She then summarizes “the flood of writing that has occurred after the release of the pathetic data…”

Daniele Dreilinger of the Times-Picayune reports that charter schools in Néw Orleans are ill-prepared by large numbers of new students from Central America, and the students and their families are confused by the city’s choice system.

One school saw its Spanish-speaking enrollment jump from 10 to 53 in one year, 20% of its students. “That’s a gargantuan challenge for a small school that six weeks ago didn’t have instruction materials in Spanish or a full-time English as a Second Language teacher.”

“Immigrant students are also arriving in a system under fire. VAYLA last year filed a federal civil rights complaint describing deep gaps in schools’ abilities to serve Spanish-speaking families. In one school, a 5-year-old said she had to translate for her parents at report card meetings because there was no staff member to do so, the complaint said.”

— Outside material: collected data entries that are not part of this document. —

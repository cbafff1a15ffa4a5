//! Bitcoin CompactSize lengths, minimal encoding only.

use crate::error::{ConsensusError, ErrorCode};
use crate::wire_read::Reader;

/// Decodes one CompactSize and returns it with the number of bytes it used.
pub fn read_compact_size(r: &mut Reader<'_>) -> Result<(u64, usize), ConsensusError> {
    let start = r.offset();
    // Each wide form must carry a value the next narrower form cannot.
    let (value, smallest) = match r.read_u8()? {
        0xfd => (u64::from(r.read_u16_le()?), 0xfd),
        0xfe => (u64::from(r.read_u32_le()?), 0x1_0000),
        0xff => (r.read_u64_le()?, 0x1_0000_0000),
        b => return Ok((u64::from(b), 1)),
    };
    if value < smallest {
        return Err(ConsensusError::new(
            ErrorCode::WireErrNonMinimal,
            "non-minimal CompactSize",
        ));
    }
    Ok((value, r.offset() - start))
}

pub fn read_compact_size_bytes(b: &[u8]) -> Result<(u64, usize), ConsensusError> {
    read_compact_size(&mut Reader::new(b))
}

pub fn encode_compact_size(n: u64, out: &mut Vec<u8>) {
    if let Ok(small) = u8::try_from(n) {
        if small < 0xfd {
            out.push(small);
            return;
        }
    }
    if let Ok(v) = u16::try_from(n) {
        out.push(0xfd);
        out.extend_from_slice(&v.to_le_bytes());
    } else if let Ok(v) = u32::try_from(n) {
        out.push(0xfe);
        out.extend_from_slice(&v.to_le_bytes());
    } else {
        out.push(0xff);
        out.extend_from_slice(&n.to_le_bytes());
    }
}

/// Reads a CompactSize length prefix followed by that many bytes.
pub fn read_prefixed_bytes<'a>(r: &mut Reader<'a>) -> Result<&'a [u8], ConsensusError> {
    let (n, _) = read_compact_size(r)?;
    let n = usize::try_from(n)
        .map_err(|_| ConsensusError::new(ErrorCode::WireErrOverflow, "length overflows usize"))?;
    r.read_bytes(n)
}

pub fn encode_prefixed_bytes(b: &[u8], out: &mut Vec<u8>) {
    encode_compact_size(b.len() as u64, out);
    out.extend_from_slice(b);
}
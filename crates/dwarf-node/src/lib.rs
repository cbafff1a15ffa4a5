pub mod args;
pub mod chainparams;
pub mod chainparamsbase;
pub mod chaintype;
pub mod error;
pub mod overrides;
pub mod select;

pub use args::{has_test_option, ArgSource, ArgsManager};
pub use chainparams::{ChainParams, DWARFCHAIN_NETWORK_ID};
pub use chainparamsbase::{
    base_params, create_base_chain_params, select_base_params, BaseChainParams,
};
pub use chaintype::{chain_type_from_args, ChainType};
pub use error::{ChainParamsError, Result};
pub use overrides::{
    parse_test_activation_height, parse_vbparams, read_regtest_args, read_signet_args,
    RegTestOptions, SigNetOptions, VersionBitsParameters,
};
pub use select::{create_chain_params, params, select_params};

#[cfg(test)]
mod chainparams_tests;
use std::collections::BTreeMap;

use dwarf_consensus::{hash_to_display_hex, AssetType, ConsensusParams, TaggedScript};
use dwarf_node::{chain_type_from_args, select_params, ArgsManager, ChainParams};
use serde::Serialize;
use tracing_subscriber::EnvFilter;

#[derive(Serialize)]
struct DeploymentView {
    name: &'static str,
    bit: u8,
    start_time: i64,
    timeout: i64,
    min_activation_height: i32,
}

#[derive(Serialize)]
struct ConsensusView {
    genesis_hash: String,
    subsidy_halving_interval: u32,
    initial_block_reward: i64,
    reward_halving_interval: u32,
    final_block_reward: i64,
    pow_limit: String,
    pow_target_timespan: i64,
    pow_target_spacing: i64,
    pow_allow_min_difficulty_blocks: bool,
    pow_no_retargeting: bool,
    enforce_bip94: bool,
    rule_change_activation_threshold: u32,
    miner_confirmation_window: u32,
    activation_heights: BTreeMap<&'static str, i32>,
    deployments: Vec<DeploymentView>,
    signet_blocks: bool,
    signet_challenge: String,
}

#[derive(Serialize)]
struct ParamsView {
    chain: &'static str,
    network_id: String,
    mith_hrp: String,
    ring_hrp: String,
    ring_black_hole_address: String,
    default_port: u16,
    prune_after_height: u64,
    seeds: Vec<String>,
    is_test_chain: bool,
    consensus: ConsensusView,
}

impl ConsensusView {
    fn new(c: &ConsensusParams) -> Self {
        Self {
            genesis_hash: hash_to_display_hex(&c.hash_genesis_block),
            subsidy_halving_interval: c.subsidy_halving_interval,
            initial_block_reward: c.initial_block_reward,
            reward_halving_interval: c.reward_halving_interval,
            final_block_reward: c.final_block_reward,
            pow_limit: hex::encode(c.pow_limit),
            pow_target_timespan: c.pow_target_timespan,
            pow_target_spacing: c.pow_target_spacing,
            pow_allow_min_difficulty_blocks: c.pow_allow_min_difficulty_blocks,
            pow_no_retargeting: c.pow_no_retargeting,
            enforce_bip94: c.enforce_bip94,
            rule_change_activation_threshold: c.rule_change_activation_threshold,
            miner_confirmation_window: c.miner_confirmation_window,
            activation_heights: c
                .activation_heights
                .iter()
                .map(|(dep, h)| (dep.name(), *h))
                .collect(),
            deployments: dwarf_consensus::DeploymentPos::ALL
                .iter()
                .map(|pos| {
                    let d = c.deployment(*pos);
                    DeploymentView {
                        name: pos.name(),
                        bit: d.bit,
                        start_time: d.start_time,
                        timeout: d.timeout,
                        min_activation_height: d.min_activation_height,
                    }
                })
                .collect(),
            signet_blocks: c.signet_blocks,
            signet_challenge: hex::encode(&c.signet_challenge),
        }
    }
}

impl ParamsView {
    fn new(p: &ChainParams) -> Self {
        Self {
            chain: p.chain_type().as_str(),
            network_id: p.network_id().to_string(),
            mith_hrp: p.mith_hrp().to_string(),
            ring_hrp: p.ring_hrp().to_string(),
            ring_black_hole_address: p.ring_black_hole_address().to_string(),
            default_port: p.default_port(),
            prune_after_height: p.prune_after_height(),
            seeds: p.dns_seeds().to_vec(),
            is_test_chain: p.is_test_chain(),
            consensus: ConsensusView::new(p.consensus()),
        }
    }
}

fn get_flag(args: &[String], flag: &str) -> Result<Option<String>, String> {
    let mut i = 0;
    while i < args.len() {
        if args[i] == flag {
            if i + 1 >= args.len() {
                return Err(format!("missing value for {flag}"));
            }
            return Ok(Some(args[i + 1].clone()));
        }
        i += 1;
    }
    Ok(None)
}

fn required_flag(args: &[String], flag: &str) -> Result<String, i32> {
    match get_flag(args, flag) {
        Ok(Some(v)) => Ok(v),
        Ok(None) => {
            eprintln!("missing required flag: {flag}");
            Err(2)
        }
        Err(e) => {
            eprintln!("{e}");
            Err(2)
        }
    }
}

fn load_params(args: &[String]) -> Result<std::sync::Arc<ChainParams>, String> {
    let (manager, _) = ArgsManager::from_tokens(args);
    let chain = chain_type_from_args(&manager).map_err(|e| e.to_string())?;
    select_params(&manager, chain).map_err(|e| e.to_string())
}

fn cmd_params(args: &[String]) -> Result<(), String> {
    let params = load_params(args)?;
    let out = serde_json::to_string_pretty(&ParamsView::new(&params))
        .map_err(|e| format!("encode json: {e}"))?;
    println!("{out}");
    Ok(())
}

fn cmd_genesis(args: &[String]) -> Result<(), String> {
    let params = load_params(args)?;
    let genesis = params.genesis_block();
    println!("hash {}", hash_to_display_hex(&genesis.hash()));
    println!("merkle_root {}", hash_to_display_hex(&genesis.header.merkle_root));
    Ok(())
}

fn cmd_reward(args: &[String], height: &str) -> Result<(), String> {
    let height = height
        .parse::<u32>()
        .map_err(|e| format!("--height: {e}"))?;
    let params = load_params(args)?;
    println!("{}", params.consensus().block_reward(height));
    Ok(())
}

fn cmd_script_encode(script_hex: &str, asset: &str) -> Result<(), String> {
    let payload = hex::decode(script_hex).map_err(|e| format!("--script-hex: {e}"))?;
    let asset = asset.parse::<AssetType>()?;
    println!("{}", hex::encode(TaggedScript::new(payload, asset).encode()));
    Ok(())
}

fn cmd_script_decode(encoded_hex: &str) -> Result<(), String> {
    let bytes = hex::decode(encoded_hex).map_err(|e| format!("--encoded-hex: {e}"))?;
    let script = TaggedScript::decode(&bytes).map_err(|e| e.to_string())?;
    println!("script {}", hex::encode(&script.payload));
    println!("asset {}", script.asset);
    Ok(())
}

fn usage() {
    eprintln!("usage: dwarf-node <command> [args]");
    eprintln!("commands:");
    eprintln!("  params [-chain=<name>] [-signetchallenge=<hex>] [-testactivationheight=<name@height>] [-vbparams=<deployment:start:end[:min_activation_height]>]");
    eprintln!("  genesis [-chain=<name>]");
    eprintln!("  reward --height <u32> [-chain=<name>]");
    eprintln!("  script-encode --script-hex <hex> --asset <mith|ring|n>");
    eprintln!("  script-decode --encoded-hex <hex>");
}

fn report(label: &str, res: Result<(), String>) -> i32 {
    match res {
        Ok(()) => 0,
        Err(e) => {
            eprintln!("{label} error: {e}");
            1
        }
    }
}

fn dispatch(cmd: &str, args: &[String]) -> i32 {
    match cmd {
        "params" => report("params", cmd_params(args)),
        "genesis" => report("genesis", cmd_genesis(args)),
        "reward" => match required_flag(args, "--height") {
            Ok(h) => report("reward", cmd_reward(args, &h)),
            Err(code) => code,
        },
        "script-encode" => {
            let script_hex = match required_flag(args, "--script-hex") {
                Ok(v) => v,
                Err(code) => return code,
            };
            let asset = match get_flag(args, "--asset") {
                Ok(v) => v.unwrap_or_else(|| "mith".to_string()),
                Err(e) => {
                    eprintln!("{e}");
                    return 2;
                }
            };
            report("script-encode", cmd_script_encode(&script_hex, &asset))
        }
        "script-decode" => match required_flag(args, "--encoded-hex") {
            Ok(v) => report("script-decode", cmd_script_decode(&v)),
            Err(code) => code,
        },
        _ => {
            eprintln!("unknown command: {cmd}");
            2
        }
    }
}

fn main() {
    tracing_subscriber::fmt()
        .with_env_filter(
            EnvFilter::try_from_default_env().unwrap_or_else(|_| EnvFilter::new("info")),
        )
        .with_writer(std::io::stderr)
        .init();

    let mut args = std::env::args().skip(1).collect::<Vec<_>>();
    if args.is_empty() {
        usage();
        std::process::exit(2);
    }
    let cmd = args.remove(0);
    let exit_code = dispatch(&cmd, &args);
    if exit_code != 0 {
        if exit_code == 2 {
            usage();
        }
        std::process::exit(exit_code);
    }
}
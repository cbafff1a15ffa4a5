use core::fmt;

#[derive(Clone, Copy, Debug, PartialEq, Eq)]
pub enum ErrorCode {
    WireErrEof,
    WireErrNonMinimal,
    WireErrOverflow,
    WireErrTrailing,

    GenesisErrHashMismatch,
    GenesisErrMerkleMismatch,
    GenesisErrBitsInvalid,
}

impl ErrorCode {
    pub fn as_str(self) -> &'static str {
        match self {
            ErrorCode::WireErrEof => "WIRE_ERR_EOF",
            ErrorCode::WireErrNonMinimal => "WIRE_ERR_NON_MINIMAL",
            ErrorCode::WireErrOverflow => "WIRE_ERR_OVERFLOW",
            ErrorCode::WireErrTrailing => "WIRE_ERR_TRAILING",

            ErrorCode::GenesisErrHashMismatch => "GENESIS_ERR_HASH_MISMATCH",
            ErrorCode::GenesisErrMerkleMismatch => "GENESIS_ERR_MERKLE_MISMATCH",
            ErrorCode::GenesisErrBitsInvalid => "GENESIS_ERR_BITS_INVALID",
        }
    }
}

#[derive(Clone, Debug, PartialEq, Eq)]
pub struct ConsensusError {
    pub code: ErrorCode,
    pub msg: &'static str,
}

impl ConsensusError {
    pub fn new(code: ErrorCode, msg: &'static str) -> Self {
        Self { code, msg }
    }
}

impl fmt::Display for ConsensusError {
    fn fmt(&self, f: &mut fmt::Formatter<'_>) -> fmt::Result {
        if self.msg.is_empty() {
            write!(f, "{}", self.code.as_str())
        } else {
            write!(f, "{}: {}", self.code.as_str(), self.msg)
        }
    }
}

impl std::error::Error for ConsensusError {}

The problems are exacerbated by the city’s Balkanized school “system.” Nearby parishes with central offices and zoned schools are handling the problems of new immigrants with better planning and coordination of services for the students.

Since most of the schools in Néw Orleans are independent charters, no one has an accurate count on the number of new students from Central America.

“The rapid rise of students needing help learning English this is fall means they are spreading to many more schools, observers said. Lacking official numbers from the Recovery School District and the Orleans Parish School Board, NOLA.com | The Times-Picayune contacted officials representing more than 60 of the city’s 83 schools to inquire about their enrollment.”

“Part of the reason why some schools are particularly saddled by a large number of new English-learner students, while others get a few, is the New Orleans enrollment system. The “school choice” process is complex and challenging even for families that speak English and have months to decide. Recently-arrived immigrants had neither.”

As late enrollees, the students had to go wherever seats were available. Assignments “were made regardless of whether the schools had teachers and resources available to handle ESL students.”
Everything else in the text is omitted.